------ Exercise data ------

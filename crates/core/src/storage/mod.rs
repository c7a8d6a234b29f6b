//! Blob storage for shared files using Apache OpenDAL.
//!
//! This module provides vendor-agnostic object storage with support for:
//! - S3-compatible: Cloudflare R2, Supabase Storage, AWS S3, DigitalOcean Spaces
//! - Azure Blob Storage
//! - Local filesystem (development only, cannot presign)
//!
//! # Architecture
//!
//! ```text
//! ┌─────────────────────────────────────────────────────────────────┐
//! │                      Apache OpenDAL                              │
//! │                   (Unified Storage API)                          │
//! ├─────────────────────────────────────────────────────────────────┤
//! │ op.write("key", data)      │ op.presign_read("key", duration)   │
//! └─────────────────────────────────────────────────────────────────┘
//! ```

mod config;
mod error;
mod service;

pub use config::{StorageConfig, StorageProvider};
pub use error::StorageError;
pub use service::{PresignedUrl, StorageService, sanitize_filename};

------
------ Exercise data ------

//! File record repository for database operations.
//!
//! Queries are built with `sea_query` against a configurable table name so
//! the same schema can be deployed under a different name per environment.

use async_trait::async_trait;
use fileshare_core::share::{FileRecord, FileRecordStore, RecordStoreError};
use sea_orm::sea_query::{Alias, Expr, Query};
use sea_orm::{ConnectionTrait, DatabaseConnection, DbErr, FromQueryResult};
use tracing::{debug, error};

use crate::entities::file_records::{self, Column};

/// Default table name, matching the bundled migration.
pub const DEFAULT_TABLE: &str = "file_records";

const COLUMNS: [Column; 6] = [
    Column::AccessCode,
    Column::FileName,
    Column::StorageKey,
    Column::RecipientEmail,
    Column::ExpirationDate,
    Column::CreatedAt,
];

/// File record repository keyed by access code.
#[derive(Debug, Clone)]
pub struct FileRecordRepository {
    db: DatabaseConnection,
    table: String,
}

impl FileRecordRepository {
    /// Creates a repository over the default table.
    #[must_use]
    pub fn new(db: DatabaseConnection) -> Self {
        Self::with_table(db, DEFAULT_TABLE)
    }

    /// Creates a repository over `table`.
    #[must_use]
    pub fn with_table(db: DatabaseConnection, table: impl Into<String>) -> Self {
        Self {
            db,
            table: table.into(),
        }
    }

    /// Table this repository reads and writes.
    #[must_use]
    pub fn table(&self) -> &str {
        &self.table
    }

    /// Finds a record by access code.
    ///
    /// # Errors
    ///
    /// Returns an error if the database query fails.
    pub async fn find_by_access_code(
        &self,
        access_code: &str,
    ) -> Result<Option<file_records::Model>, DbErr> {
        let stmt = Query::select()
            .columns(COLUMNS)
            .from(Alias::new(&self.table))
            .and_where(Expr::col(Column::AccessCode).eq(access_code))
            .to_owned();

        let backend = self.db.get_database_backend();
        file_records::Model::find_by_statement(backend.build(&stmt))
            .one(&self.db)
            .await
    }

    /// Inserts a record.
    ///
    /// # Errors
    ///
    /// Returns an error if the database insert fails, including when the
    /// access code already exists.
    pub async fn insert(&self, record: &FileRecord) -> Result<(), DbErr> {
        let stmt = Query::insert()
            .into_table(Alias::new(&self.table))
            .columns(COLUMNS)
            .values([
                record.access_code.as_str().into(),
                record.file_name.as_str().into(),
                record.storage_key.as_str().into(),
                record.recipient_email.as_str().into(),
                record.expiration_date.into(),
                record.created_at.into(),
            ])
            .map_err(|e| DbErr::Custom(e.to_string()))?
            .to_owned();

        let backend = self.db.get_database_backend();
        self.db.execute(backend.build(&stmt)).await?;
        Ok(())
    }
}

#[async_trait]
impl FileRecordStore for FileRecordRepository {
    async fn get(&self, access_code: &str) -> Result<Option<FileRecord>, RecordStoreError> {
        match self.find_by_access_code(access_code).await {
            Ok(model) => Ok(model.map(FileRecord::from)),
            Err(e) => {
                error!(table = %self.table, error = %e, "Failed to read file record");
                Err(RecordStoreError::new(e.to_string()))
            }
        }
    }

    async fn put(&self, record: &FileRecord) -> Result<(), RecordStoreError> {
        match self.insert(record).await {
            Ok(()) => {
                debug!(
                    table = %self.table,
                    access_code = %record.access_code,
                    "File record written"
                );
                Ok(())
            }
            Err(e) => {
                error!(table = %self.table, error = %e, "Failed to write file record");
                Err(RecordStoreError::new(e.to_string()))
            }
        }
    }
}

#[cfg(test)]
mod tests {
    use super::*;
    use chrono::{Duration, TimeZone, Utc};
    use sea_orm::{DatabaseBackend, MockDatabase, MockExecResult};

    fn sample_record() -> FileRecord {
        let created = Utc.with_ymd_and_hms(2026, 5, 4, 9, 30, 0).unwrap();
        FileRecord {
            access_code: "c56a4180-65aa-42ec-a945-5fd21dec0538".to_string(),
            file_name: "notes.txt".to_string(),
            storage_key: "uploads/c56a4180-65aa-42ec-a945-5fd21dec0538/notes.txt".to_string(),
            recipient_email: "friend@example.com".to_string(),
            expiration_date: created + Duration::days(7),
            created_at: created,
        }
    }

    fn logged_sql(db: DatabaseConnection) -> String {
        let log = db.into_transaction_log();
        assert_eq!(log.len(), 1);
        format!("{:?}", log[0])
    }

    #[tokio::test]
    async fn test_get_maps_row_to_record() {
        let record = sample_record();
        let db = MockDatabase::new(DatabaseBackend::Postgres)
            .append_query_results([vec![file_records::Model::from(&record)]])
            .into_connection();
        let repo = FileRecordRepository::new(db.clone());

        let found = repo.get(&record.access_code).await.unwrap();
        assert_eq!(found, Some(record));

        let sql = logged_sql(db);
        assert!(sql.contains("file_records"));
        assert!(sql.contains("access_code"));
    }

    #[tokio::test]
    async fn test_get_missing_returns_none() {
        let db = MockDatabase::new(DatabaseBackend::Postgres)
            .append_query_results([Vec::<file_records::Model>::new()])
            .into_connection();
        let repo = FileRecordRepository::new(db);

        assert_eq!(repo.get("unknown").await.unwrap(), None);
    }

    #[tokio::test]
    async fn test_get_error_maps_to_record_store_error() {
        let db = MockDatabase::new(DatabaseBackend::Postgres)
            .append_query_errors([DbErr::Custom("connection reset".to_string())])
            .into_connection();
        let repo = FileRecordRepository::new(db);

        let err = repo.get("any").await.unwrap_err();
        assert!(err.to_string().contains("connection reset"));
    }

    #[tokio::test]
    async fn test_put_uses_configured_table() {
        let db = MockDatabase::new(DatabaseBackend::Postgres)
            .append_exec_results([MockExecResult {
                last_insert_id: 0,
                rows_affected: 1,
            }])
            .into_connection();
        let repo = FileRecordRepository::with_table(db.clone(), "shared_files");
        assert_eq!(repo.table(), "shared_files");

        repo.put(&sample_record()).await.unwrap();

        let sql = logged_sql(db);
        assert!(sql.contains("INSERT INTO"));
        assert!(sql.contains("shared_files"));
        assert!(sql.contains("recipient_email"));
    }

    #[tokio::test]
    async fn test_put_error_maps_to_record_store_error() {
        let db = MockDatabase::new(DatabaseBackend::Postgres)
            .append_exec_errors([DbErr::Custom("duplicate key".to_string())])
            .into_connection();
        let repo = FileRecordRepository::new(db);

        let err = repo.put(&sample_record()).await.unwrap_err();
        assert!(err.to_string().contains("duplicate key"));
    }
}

------

**Work to complete:**
Your answer should consist of the lines of the listing that contain "contains", copied as they stand.

**Task answer:**
        assert!(sql.contains("file_records"));
        assert!(sql.contains("access_code"));
        assert!(err.to_string().contains("connection reset"));
        assert!(sql.contains("INSERT INTO"));
        assert!(sql.contains("shared_files"));
        assert!(sql.contains("recipient_email"));
        assert!(err.to_string().contains("duplicate key"));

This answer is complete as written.